GOAL OF THE EXERCISE
The entries below contain a stretch that opens with the line containing "filename core/src/http.rs" and closes with the line containing "the transport is"; set down that stretch exactly, both ends included, and nothing else.

RECORDS FOR THE TASK
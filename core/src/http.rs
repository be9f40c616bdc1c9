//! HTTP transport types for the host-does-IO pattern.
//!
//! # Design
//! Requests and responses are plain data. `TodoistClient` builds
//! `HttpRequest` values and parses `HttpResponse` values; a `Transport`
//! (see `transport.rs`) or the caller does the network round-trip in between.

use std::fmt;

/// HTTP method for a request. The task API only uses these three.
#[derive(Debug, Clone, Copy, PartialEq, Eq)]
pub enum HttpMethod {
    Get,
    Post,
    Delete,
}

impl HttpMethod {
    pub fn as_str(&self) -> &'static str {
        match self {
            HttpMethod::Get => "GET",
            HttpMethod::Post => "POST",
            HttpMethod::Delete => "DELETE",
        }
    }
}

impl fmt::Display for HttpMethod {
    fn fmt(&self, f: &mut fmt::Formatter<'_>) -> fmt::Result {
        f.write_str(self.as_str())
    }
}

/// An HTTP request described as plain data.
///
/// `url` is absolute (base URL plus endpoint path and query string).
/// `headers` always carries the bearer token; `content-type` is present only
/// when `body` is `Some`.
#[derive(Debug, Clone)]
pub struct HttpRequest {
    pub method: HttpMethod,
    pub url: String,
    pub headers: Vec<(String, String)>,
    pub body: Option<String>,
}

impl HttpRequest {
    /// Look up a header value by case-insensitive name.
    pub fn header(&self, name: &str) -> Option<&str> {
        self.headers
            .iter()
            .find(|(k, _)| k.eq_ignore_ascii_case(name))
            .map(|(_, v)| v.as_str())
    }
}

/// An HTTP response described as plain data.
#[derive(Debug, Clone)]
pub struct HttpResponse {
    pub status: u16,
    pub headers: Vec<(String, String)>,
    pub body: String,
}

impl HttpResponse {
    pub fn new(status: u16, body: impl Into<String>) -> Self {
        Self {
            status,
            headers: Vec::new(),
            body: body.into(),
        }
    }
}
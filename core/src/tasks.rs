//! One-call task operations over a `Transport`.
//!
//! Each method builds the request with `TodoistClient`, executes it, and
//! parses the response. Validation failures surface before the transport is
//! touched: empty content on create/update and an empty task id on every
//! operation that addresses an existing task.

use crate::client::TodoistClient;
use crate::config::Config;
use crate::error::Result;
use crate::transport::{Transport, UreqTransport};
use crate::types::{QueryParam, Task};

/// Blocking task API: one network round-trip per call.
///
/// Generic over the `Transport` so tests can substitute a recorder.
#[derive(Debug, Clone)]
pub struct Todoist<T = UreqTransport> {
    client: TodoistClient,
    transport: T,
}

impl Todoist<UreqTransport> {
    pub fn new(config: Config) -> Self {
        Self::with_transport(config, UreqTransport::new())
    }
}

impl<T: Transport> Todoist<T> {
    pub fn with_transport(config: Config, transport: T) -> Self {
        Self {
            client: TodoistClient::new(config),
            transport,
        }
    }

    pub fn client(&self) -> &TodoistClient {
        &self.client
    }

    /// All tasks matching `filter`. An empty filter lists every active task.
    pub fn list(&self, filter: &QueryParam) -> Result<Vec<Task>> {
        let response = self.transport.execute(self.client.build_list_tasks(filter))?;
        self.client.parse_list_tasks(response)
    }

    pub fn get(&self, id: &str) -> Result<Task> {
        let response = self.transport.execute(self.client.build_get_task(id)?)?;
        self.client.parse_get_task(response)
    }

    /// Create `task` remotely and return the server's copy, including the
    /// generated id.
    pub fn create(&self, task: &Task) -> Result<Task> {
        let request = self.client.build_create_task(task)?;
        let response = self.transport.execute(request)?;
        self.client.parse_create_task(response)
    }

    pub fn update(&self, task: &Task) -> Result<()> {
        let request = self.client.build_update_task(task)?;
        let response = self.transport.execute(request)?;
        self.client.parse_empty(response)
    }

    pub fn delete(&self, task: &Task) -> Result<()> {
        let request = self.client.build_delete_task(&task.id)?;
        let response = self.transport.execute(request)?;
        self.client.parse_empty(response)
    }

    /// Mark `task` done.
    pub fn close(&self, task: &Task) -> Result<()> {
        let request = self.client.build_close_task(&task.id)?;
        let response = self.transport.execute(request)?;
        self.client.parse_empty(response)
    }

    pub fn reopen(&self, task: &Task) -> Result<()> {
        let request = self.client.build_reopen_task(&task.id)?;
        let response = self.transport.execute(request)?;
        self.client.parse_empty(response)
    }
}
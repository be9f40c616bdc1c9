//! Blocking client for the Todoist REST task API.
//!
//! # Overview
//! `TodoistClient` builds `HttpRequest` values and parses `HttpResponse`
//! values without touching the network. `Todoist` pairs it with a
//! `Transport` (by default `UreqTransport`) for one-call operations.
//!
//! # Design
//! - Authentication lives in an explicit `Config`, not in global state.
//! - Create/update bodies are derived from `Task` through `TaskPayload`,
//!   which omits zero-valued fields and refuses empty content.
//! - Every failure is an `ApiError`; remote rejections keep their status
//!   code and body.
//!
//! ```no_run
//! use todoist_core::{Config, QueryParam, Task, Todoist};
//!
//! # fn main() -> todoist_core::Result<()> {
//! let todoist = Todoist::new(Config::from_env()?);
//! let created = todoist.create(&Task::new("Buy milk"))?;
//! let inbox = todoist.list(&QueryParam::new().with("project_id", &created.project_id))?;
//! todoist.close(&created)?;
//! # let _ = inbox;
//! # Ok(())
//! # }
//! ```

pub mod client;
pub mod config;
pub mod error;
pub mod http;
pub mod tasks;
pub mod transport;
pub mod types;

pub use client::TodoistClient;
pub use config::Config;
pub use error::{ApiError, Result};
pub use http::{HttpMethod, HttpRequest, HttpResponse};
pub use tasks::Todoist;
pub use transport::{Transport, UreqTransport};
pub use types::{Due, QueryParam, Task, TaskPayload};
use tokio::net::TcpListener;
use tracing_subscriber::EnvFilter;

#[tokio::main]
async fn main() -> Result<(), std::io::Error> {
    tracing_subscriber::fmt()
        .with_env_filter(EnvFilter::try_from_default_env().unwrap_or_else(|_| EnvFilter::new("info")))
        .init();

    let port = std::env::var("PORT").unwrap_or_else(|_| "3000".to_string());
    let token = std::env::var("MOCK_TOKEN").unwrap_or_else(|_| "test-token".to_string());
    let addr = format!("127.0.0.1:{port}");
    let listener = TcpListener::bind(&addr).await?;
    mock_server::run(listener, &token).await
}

...

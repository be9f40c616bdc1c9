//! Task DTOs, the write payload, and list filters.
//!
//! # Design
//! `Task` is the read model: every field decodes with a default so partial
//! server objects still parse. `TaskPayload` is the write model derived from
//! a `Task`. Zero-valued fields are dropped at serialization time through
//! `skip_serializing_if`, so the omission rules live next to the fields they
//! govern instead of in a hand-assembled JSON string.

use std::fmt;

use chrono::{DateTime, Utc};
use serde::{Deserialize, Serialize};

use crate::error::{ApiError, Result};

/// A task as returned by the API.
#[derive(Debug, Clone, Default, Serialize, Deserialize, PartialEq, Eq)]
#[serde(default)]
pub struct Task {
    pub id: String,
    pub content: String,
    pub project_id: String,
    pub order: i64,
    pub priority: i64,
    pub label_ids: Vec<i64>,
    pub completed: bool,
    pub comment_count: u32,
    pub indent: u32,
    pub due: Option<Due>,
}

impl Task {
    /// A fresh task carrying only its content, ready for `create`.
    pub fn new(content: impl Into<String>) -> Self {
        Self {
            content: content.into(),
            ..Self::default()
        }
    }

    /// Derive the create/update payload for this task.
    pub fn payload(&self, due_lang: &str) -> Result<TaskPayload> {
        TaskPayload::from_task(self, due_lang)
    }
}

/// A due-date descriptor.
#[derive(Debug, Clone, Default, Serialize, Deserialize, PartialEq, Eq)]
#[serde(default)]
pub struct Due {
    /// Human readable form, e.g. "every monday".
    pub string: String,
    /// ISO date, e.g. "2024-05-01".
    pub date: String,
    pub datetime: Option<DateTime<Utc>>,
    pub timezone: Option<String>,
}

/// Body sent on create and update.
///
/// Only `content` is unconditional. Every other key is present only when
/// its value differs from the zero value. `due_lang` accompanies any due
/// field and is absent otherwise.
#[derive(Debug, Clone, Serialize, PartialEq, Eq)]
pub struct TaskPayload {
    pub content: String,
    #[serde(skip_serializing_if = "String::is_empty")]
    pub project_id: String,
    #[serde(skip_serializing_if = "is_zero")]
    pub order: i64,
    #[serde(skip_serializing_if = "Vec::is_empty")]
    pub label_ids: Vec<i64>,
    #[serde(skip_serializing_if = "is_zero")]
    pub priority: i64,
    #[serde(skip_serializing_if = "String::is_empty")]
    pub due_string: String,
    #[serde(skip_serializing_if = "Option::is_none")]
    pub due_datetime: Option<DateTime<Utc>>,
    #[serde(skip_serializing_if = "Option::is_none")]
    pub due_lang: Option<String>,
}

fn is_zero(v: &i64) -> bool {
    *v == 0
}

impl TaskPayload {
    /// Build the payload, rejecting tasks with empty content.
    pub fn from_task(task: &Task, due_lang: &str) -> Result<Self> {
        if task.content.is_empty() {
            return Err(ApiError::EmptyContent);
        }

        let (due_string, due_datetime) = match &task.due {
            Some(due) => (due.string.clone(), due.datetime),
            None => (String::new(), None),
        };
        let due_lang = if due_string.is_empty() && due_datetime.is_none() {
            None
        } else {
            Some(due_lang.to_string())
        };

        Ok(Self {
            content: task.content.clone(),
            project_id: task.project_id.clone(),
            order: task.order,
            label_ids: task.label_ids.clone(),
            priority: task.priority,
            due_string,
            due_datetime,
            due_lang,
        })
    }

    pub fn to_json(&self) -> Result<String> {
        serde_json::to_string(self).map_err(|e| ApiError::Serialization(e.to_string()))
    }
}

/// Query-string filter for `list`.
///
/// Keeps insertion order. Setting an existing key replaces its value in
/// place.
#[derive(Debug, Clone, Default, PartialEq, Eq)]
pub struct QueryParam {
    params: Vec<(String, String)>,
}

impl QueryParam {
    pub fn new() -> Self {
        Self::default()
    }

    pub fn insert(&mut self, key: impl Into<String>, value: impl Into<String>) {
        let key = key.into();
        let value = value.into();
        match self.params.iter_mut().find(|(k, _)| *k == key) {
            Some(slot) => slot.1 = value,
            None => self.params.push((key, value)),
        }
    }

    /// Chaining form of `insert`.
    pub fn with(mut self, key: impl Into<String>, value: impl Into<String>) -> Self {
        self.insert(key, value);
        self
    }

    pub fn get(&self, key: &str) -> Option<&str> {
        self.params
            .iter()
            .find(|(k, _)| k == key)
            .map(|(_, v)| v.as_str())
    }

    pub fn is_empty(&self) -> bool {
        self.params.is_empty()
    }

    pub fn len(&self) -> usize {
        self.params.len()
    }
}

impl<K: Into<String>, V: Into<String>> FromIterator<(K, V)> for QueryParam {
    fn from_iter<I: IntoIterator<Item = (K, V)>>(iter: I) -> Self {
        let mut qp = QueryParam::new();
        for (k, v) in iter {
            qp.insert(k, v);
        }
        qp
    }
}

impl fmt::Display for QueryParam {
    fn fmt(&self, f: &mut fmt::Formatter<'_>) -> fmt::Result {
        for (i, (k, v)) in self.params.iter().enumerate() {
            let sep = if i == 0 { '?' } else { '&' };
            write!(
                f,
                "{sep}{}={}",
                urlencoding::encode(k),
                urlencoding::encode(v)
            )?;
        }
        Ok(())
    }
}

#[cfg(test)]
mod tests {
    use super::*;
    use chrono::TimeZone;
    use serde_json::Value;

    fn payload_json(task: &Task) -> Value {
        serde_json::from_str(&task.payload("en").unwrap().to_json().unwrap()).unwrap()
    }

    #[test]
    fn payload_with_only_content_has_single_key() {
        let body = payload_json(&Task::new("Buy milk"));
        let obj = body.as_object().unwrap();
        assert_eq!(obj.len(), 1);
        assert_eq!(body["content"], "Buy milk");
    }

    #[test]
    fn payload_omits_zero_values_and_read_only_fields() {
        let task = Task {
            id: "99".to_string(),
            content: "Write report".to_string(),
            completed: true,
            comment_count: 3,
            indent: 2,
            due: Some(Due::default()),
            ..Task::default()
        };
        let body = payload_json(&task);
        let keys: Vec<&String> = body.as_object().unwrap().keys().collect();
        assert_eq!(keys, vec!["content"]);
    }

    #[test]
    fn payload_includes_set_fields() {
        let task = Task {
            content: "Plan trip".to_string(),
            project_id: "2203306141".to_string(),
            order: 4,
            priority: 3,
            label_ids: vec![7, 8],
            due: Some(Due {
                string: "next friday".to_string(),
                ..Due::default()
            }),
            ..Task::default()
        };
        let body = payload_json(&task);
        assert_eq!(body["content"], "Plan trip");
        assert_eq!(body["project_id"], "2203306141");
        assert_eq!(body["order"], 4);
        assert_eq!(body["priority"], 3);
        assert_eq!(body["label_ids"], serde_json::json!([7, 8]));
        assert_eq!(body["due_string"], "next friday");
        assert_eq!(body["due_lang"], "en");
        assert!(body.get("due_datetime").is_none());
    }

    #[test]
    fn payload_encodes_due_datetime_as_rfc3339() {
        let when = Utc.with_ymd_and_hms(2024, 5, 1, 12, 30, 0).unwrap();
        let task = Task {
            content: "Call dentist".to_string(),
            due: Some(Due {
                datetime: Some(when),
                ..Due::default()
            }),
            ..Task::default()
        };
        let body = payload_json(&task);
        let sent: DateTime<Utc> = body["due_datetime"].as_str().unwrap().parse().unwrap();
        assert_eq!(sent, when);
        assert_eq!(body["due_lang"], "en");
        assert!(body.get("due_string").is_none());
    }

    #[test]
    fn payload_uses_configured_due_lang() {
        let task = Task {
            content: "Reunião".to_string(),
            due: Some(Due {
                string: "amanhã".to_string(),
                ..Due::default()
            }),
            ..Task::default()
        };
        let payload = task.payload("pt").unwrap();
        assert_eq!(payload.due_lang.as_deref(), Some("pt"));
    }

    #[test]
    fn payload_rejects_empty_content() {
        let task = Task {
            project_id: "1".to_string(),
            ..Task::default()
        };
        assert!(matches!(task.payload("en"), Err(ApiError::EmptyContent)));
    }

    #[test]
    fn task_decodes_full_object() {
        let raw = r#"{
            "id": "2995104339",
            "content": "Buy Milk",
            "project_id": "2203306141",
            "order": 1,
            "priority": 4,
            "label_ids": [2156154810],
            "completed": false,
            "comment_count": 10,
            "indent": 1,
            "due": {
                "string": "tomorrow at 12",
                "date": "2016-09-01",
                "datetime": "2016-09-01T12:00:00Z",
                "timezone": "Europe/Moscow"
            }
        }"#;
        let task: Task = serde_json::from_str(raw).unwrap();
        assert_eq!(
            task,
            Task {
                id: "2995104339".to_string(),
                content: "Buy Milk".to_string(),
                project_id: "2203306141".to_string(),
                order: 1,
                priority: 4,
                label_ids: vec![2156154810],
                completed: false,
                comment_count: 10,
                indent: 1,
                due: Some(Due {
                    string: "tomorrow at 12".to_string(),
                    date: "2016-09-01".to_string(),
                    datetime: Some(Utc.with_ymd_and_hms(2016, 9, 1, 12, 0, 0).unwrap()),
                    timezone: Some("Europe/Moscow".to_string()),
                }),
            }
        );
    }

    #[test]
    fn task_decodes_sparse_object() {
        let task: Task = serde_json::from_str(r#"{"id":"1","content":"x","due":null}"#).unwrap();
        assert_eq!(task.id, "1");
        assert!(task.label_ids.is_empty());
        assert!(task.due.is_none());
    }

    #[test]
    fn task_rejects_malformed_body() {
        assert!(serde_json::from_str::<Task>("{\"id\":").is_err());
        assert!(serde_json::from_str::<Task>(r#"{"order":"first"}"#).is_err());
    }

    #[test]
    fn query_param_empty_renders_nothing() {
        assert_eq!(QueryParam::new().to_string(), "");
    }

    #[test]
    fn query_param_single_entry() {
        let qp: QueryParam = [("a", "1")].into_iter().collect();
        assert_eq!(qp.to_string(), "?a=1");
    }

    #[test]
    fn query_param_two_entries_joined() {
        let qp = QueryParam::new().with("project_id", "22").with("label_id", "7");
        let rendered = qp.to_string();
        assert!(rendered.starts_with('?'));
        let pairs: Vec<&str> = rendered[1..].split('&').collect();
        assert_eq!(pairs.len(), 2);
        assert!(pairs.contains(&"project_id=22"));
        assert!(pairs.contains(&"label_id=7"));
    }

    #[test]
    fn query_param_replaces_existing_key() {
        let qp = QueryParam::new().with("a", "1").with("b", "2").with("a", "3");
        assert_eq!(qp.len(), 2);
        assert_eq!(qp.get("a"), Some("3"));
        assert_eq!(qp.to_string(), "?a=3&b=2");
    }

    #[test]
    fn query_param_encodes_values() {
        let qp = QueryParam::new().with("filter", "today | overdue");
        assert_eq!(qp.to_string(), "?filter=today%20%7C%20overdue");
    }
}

SOLUTION TO THE EXERCISE
filename core/src/http.rs
repository be9f40c616bdc1c9
//! HTTP transport types for the host-does-IO pattern.
//!
//! # Design
//! Requests and responses are plain data. `TodoistClient` builds
//! `HttpRequest` values and parses `HttpResponse` values; a `Transport`
//! (see `transport.rs`) or the caller does the network round-trip in between.

use std::fmt;

/// HTTP method for a request. The task API only uses these three.
#[derive(Debug, Clone, Copy, PartialEq, Eq)]
pub enum HttpMethod {
    Get,
    Post,
    Delete,
}

impl HttpMethod {
    pub fn as_str(&self) -> &'static str {
        match self {
            HttpMethod::Get => "GET",
            HttpMethod::Post => "POST",
            HttpMethod::Delete => "DELETE",
        }
    }
}

impl fmt::Display for HttpMethod {
    fn fmt(&self, f: &mut fmt::Formatter<'_>) -> fmt::Result {
        f.write_str(self.as_str())
    }
}

/// An HTTP request described as plain data.
///
/// `url` is absolute (base URL plus endpoint path and query string).
/// `headers` always carries the bearer token; `content-type` is present only
/// when `body` is `Some`.
#[derive(Debug, Clone)]
pub struct HttpRequest {
    pub method: HttpMethod,
    pub url: String,
    pub headers: Vec<(String, String)>,
    pub body: Option<String>,
}

impl HttpRequest {
    /// Look up a header value by case-insensitive name.
    pub fn header(&self, name: &str) -> Option<&str> {
        self.headers
            .iter()
            .find(|(k, _)| k.eq_ignore_ascii_case(name))
            .map(|(_, v)| v.as_str())
    }
}

/// An HTTP response described as plain data.
#[derive(Debug, Clone)]
pub struct HttpResponse {
    pub status: u16,
    pub headers: Vec<(String, String)>,
    pub body: String,
}

impl HttpResponse {
    pub fn new(status: u16, body: impl Into<String>) -> Self {
        Self {
            status,
            headers: Vec::new(),
            body: body.into(),
        }
    }
}
filename core/src/tasks.rs
//! One-call task operations over a `Transport`.
//!
//! Each method builds the request with `TodoistClient`, executes it, and
//! parses the response. Validation failures surface before the transport is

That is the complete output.